Age-related vision loss:
- Presbyopia — universal (hardened lens, near vision loss); corrected with reading glasses
- Cataract — most common in India; painless, gradual, nuclear opacity; lost red reflex; surgery (phacoemulsification + IOL) curative; free under NPCB+VI
- Dry AMD — drusen, geographic atrophy, central vision loss; AREDS2 supplements to slow
- Wet AMD — choroidal neovascularisation; metamorphopsia (wavy lines); emergency — anti-VEGF injections (ranibizumab/bevacizumab) urgently
- POAG — asymptomatic peripheral field loss; optic disc cupping; elevated IOP; topical prostaglandin analogues (latanoprost) first-line
- Diabetic retinopathy — annual dilated fundal exam in all elderly diabetics; anti-VEGF for macular oedema

Age-related hearing loss:
- Presbycusis — bilateral, symmetrical, high-frequency SNHL; progressive; affects speech intelligibility (consonants)
- Investigate: whisper test, Rinne/Weber, pure-tone audiometry; MRI for asymmetrical/unilateral SNHL (exclude acoustic neuroma)
- Treatment: digital hearing aids (bilateral); cochlear implant for profound loss
- Consequences: dementia risk (largest modifiable risk factor), depression, social isolation, falls

Common trap: untreated sensory loss attributed to 'normal ageing' — both vision and hearing impairment have treatable/correctable causes in the majority of elderly patients

REFLECT

Revisit Saradha from the opening hook.
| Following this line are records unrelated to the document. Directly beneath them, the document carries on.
//! Logical graph operations rendered as nGQL statements.
//!
//! Builders never touch the network. Vertex ids and property values are
//! escaped into the statement text; numeric knobs (depth, limits) travel as
//! `$name` parameters and are substituted by the runner.

use std::collections::BTreeSet;

use serde_json::Value;

use crate::escape::{escape_string, escape_value, quote_identifier};
use crate::query::{Params, Query};

/// A vertex to insert: id plus tag properties.
#[derive(Debug, Clone, Default, PartialEq)]
pub struct VertexSpec {
    pub vid: String,
    pub properties: Params,
}

impl VertexSpec {
    #[must_use]
    pub fn new(vid: impl Into<String>) -> Self {
        Self {
            vid: vid.into(),
            properties: Params::new(),
        }
    }

    #[must_use]
    pub fn property(mut self, name: impl Into<String>, value: impl Into<Value>) -> Self {
        self.properties.insert(name.into(), value.into());
        self
    }
}

/// An edge to insert between two vertex ids.
#[derive(Debug, Clone, Default, PartialEq)]
pub struct EdgeSpec {
    pub src: String,
    pub dst: String,
    pub rank: Option<i64>,
    pub properties: Params,
}

impl EdgeSpec {
    #[must_use]
    pub fn new(src: impl Into<String>, dst: impl Into<String>) -> Self {
        Self {
            src: src.into(),
            dst: dst.into(),
            rank: None,
            properties: Params::new(),
        }
    }

    #[must_use]
    pub fn rank(mut self, rank: i64) -> Self {
        self.rank = Some(rank);
        self
    }

    #[must_use]
    pub fn property(mut self, name: impl Into<String>, value: impl Into<Value>) -> Self {
        self.properties.insert(name.into(), value.into());
        self
    }

    fn endpoint(&self) -> String {
        let mut out = format!("{}->{}", escape_string(&self.src), escape_string(&self.dst));
        if let Some(rank) = self.rank {
            out.push('@');
            out.push_str(&rank.to_string());
        }
        out
    }
}

#[derive(Debug, Clone, Copy, PartialEq, Eq, Default)]
pub enum TraversalDirection {
    #[default]
    Outgoing,
    Incoming,
    Both,
}

impl TraversalDirection {
    fn clause(self) -> &'static str {
        match self {
            Self::Outgoing => "",
            Self::Incoming => " REVERSELY",
            Self::Both => " BIDIRECT",
        }
    }
}

#[derive(Debug, Clone, Copy, PartialEq, Eq, Default)]
pub enum PathKind {
    #[default]
    Shortest,
    All,
    NoLoop,
}

impl PathKind {
    fn keyword(self) -> &'static str {
        match self {
            Self::Shortest => "SHORTEST",
            Self::All => "ALL",
            Self::NoLoop => "NOLOOP",
        }
    }
}

fn vid_list(vids: &[String]) -> String {
    vids.iter()
        .map(|v| escape_string(v))
        .collect::<Vec<_>>()
        .join(", ")
}

fn over_clause(edge_types: &[String]) -> String {
    if edge_types.is_empty() {
        "*".into()
    } else {
        edge_types
            .iter()
            .map(|e| quote_identifier(e))
            .collect::<Vec<_>>()
            .join(", ")
    }
}

/// Property columns shared by a batch: the sorted union of every item's keys.
fn property_columns<'a>(props: impl Iterator<Item = &'a Params>) -> Vec<String> {
    props
        .flat_map(|p| p.keys().cloned())
        .collect::<BTreeSet<_>>()
        .into_iter()
        .collect()
}

fn column_list(columns: &[String]) -> String {
    columns
        .iter()
        .map(|c| quote_identifier(c))
        .collect::<Vec<_>>()
        .join(", ")
}

fn value_tuple(columns: &[String], props: &Params) -> String {
    let values: Vec<String> = columns
        .iter()
        .map(|c| props.get(c).map_or_else(|| "NULL".into(), escape_value))
        .collect();
    format!("({})", values.join(", "))
}

fn schema_columns(properties: &[(&str, &str)]) -> String {
    properties
        .iter()
        .map(|(name, ty)| {
            let ty: String = ty
                .chars()
                .filter(|c| c.is_ascii_alphanumeric() || matches!(c, '_' | '(' | ')'))
                .collect();
            format!("{} {ty}", quote_identifier(name))
        })
        .collect::<Vec<_>>()
        .join(", ")
}

/// Stateless constructors for every logical graph operation.
pub struct QueryBuilder;

impl QueryBuilder {
    #[must_use]
    pub fn use_space(space: &str) -> Query {
        Query::new(format!("USE {}", quote_identifier(space)))
    }

    #[must_use]
    pub fn create_space(space: &str, partition_num: u32, replica_factor: u32, vid_len: u32) -> Query {
        Query::new(format!(
            "CREATE SPACE IF NOT EXISTS {}(partition_num={partition_num}, \
             replica_factor={replica_factor}, vid_type=FIXED_STRING({vid_len}))",
            quote_identifier(space)
        ))
    }

    /// `properties` are `(name, nGQL type)` pairs, e.g. `("line", "int")`.
    #[must_use]
    pub fn create_tag(tag: &str, properties: &[(&str, &str)]) -> Query {
        Query::new(format!(
            "CREATE TAG IF NOT EXISTS {}({})",
            quote_identifier(tag),
            schema_columns(properties)
        ))
    }

    #[must_use]
    pub fn create_edge_type(edge_type: &str, properties: &[(&str, &str)]) -> Query {
        Query::new(format!(
            "CREATE EDGE IF NOT EXISTS {}({})",
            quote_identifier(edge_type),
            schema_columns(properties)
        ))
    }

    #[must_use]
    pub fn insert_vertex(tag: &str, vertex: &VertexSpec) -> Query {
        let columns = property_columns(std::iter::once(&vertex.properties));
        Query::new(format!(
            "INSERT VERTEX {}({}) VALUES {}:{}",
            quote_identifier(tag),
            column_list(&columns),
            escape_string(&vertex.vid),
            value_tuple(&columns, &vertex.properties)
        ))
    }

    /// Multi-row insert; properties missing on a vertex are written as `NULL`.
    /// Returns `None` for an empty batch.
    #[must_use]
    pub fn batch_insert_vertices(tag: &str, vertices: &[VertexSpec]) -> Option<Query> {
        if vertices.is_empty() {
            return None;
        }
        let columns = property_columns(vertices.iter().map(|v| &v.properties));
        let rows: Vec<String> = vertices
            .iter()
            .map(|v| format!("{}:{}", escape_string(&v.vid), value_tuple(&columns, &v.properties)))
            .collect();
        Some(Query::new(format!(
            "INSERT VERTEX {}({}) VALUES {}",
            quote_identifier(tag),
            column_list(&columns),
            rows.join(", ")
        )))
    }

    #[must_use]
    pub fn insert_edge(edge_type: &str, edge: &EdgeSpec) -> Query {
        let columns = property_columns(std::iter::once(&edge.properties));
        Query::new(format!(
            "INSERT EDGE {}({}) VALUES {}:{}",
            quote_identifier(edge_type),
            column_list(&columns),
            edge.endpoint(),
            value_tuple(&columns, &edge.properties)
        ))
    }

    /// Returns `None` for an empty batch.
    #[must_use]
    pub fn batch_insert_edges(edge_type: &str, edges: &[EdgeSpec]) -> Option<Query> {
        if edges.is_empty() {
            return None;
        }
        let columns = property_columns(edges.iter().map(|e| &e.properties));
        let rows: Vec<String> = edges
            .iter()
            .map(|e| format!("{}:{}", e.endpoint(), value_tuple(&columns, &e.properties)))
            .collect();
        Some(Query::new(format!(
            "INSERT EDGE {}({}) VALUES {}",
            quote_identifier(edge_type),
            column_list(&columns),
            rows.join(", ")
        )))
    }

    #[must_use]
    pub fn update_vertex(tag: &str, vid: &str, properties: &Params) -> Query {
        let assignments: Vec<String> = properties
            .iter()
            .map(|(k, v)| format!("{} = {}", quote_identifier(k), escape_value(v)))
            .collect();
        Query::new(format!(
            "UPDATE VERTEX ON {} {} SET {}",
            quote_identifier(tag),
            escape_string(vid),
            assignments.join(", ")
        ))
    }

    #[must_use]
    pub fn delete_vertices(vids: &[String], with_edge: bool) -> Query {
        let suffix = if with_edge { " WITH EDGE" } else { "" };
        Query::new(format!("DELETE VERTEX {}{suffix}", vid_list(vids)))
    }

    #[must_use]
    pub fn delete_edge(edge_type: &str, src: &str, dst: &str) -> Query {
        Query::new(format!(
            "DELETE EDGE {} {}->{}",
            quote_identifier(edge_type),
            escape_string(src),
            escape_string(dst)
        ))
    }

    /// Fetch vertex properties; `tag = None` fetches across all tags.
    #[must_use]
    pub fn fetch_vertex(tag: Option<&str>, vid: &str) -> Query {
        let on = tag.map_or_else(|| "*".to_owned(), quote_identifier);
        Query::new(format!(
            "FETCH PROP ON {on} {} YIELD id(vertex) AS id, properties(vertex) AS props",
            escape_string(vid)
        ))
    }

    #[must_use]
    pub fn count_nodes(tag: Option<&str>) -> Query {
        let label = tag.map(|t| format!(":{}", quote_identifier(t))).unwrap_or_default();
        Query::new(format!("MATCH (v{label}) RETURN count(v) AS total"))
    }

    #[must_use]
    pub fn count_edges(edge_type: Option<&str>) -> Query {
        let label = edge_type
            .map(|t| format!(":{}", quote_identifier(t)))
            .unwrap_or_default();
        Query::new(format!("MATCH ()-[e{label}]->() RETURN count(e) AS total"))
    }

    /// Index lookup of vertices whose `property` equals `value`.
    #[must_use]
    pub fn search_nodes(tag: &str, property: &str, value: &Value, limit: usize) -> Query {
        let tag_q = quote_identifier(tag);
        Query::new(format!(
            "LOOKUP ON {tag_q} WHERE {tag_q}.{} == {} \
             YIELD id(vertex) AS id, properties(vertex) AS props | LIMIT $limit",
            quote_identifier(property),
            escape_value(value)
        ))
        .param("limit", limit)
    }

    #[must_use]
    pub fn find_path(source: &str, target: &str, max_depth: u32) -> Query {
        Self::find_paths(PathKind::Shortest, source, target, &[], max_depth)
    }

    #[must_use]
    pub fn find_paths(
        kind: PathKind,
        source: &str,
        target: &str,
        edge_types: &[String],
        max_depth: u32,
    ) -> Query {
        Query::new(format!(
            "FIND {} PATH FROM {} TO {} OVER {} UPTO $maxDepth STEPS YIELD path AS p",
            kind.keyword(),
            escape_string(source),
            escape_string(target),
            over_clause(edge_types)
        ))
        .param("maxDepth", max_depth)
    }

    #[must_use]
    pub fn subgraph(vid: &str, steps: u32) -> Query {
        Query::new(format!(
            "GET SUBGRAPH $steps STEPS FROM {} YIELD VERTICES AS nodes, EDGES AS relationships",
            escape_string(vid)
        ))
        .param("steps", steps)
    }

    #[must_use]
    pub fn go_from(vids: Vec<String>) -> GoBuilder {
        GoBuilder {
            start: vids,
            edge_types: Vec::new(),
            direction: TraversalDirection::Outgoing,
            min_steps: 1,
            max_steps: 1,
            limit: None,
        }
    }
}

/// Fluent builder for `GO` traversals.
#[derive(Debug, Clone)]
pub struct GoBuilder {
    start: Vec<String>,
    edge_types: Vec<String>,
    direction: TraversalDirection,
    min_steps: u32,
    max_steps: u32,
    limit: Option<usize>,
}

impl GoBuilder {
    #[must_use]
    pub fn over(mut self, edge_type: impl Into<String>) -> Self {
        self.edge_types.push(edge_type.into());
        self
    }

    #[must_use]
    pub fn steps(mut self, min: u32, max: u32) -> Self {
        self.min_steps = min;
        self.max_steps = max.max(min);
        self
    }

    #[must_use]
    pub fn direction(mut self, direction: TraversalDirection) -> Self {
        self.direction = direction;
        self
    }

    #[must_use]
    pub fn limit(mut self, n: usize) -> Self {
        self.limit = Some(n);
        self
    }

    #[must_use]
    pub fn build(self) -> Query {
        let mut text = format!(
            "GO $minSteps TO $maxSteps STEPS FROM {} OVER {}{} \
             YIELD DISTINCT id($$) AS id, type(edge) AS edge_type",
            vid_list(&self.start),
            over_clause(&self.edge_types),
            self.direction.clause()
        );
        let mut query = Query::new(String::new())
            .param("minSteps", self.min_steps)
            .param("maxSteps", self.max_steps);
        if let Some(limit) = self.limit {
            text.push_str(" | LIMIT $limit");
            query = query.param("limit", limit);
        }
        query.text = text;
        query
    }
}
Her progressive visual and hearing impairment have driven a cascade: reduced outdoor activity → falls → social withdrawal → isolation → likely depression emerging. None of this was necessary — her cataract is surgically curable, and her hearing loss is manageable with hearing aids. Yet the 7-year delay to first medical consultation (the average for hearing loss in India) and the failure of the ophthalmologist to link the glasses prescription to her overall functional assessment meant that opportunities were missed. Reflect on how a comprehensive geriatric approach — combining CGA-style sensory screening with the disease-specific management framework you have now learned — would have changed Saradha's trajectory. When you next see an elderly patient, make it a habit to ask: 'How is your hearing? Can you hear people easily on the telephone? And your vision — can you read without difficulty?' These two questions, asked routinely, can identify the single largest modifiable risk factor for dementia and a leading cause of preventable falls in the same breath.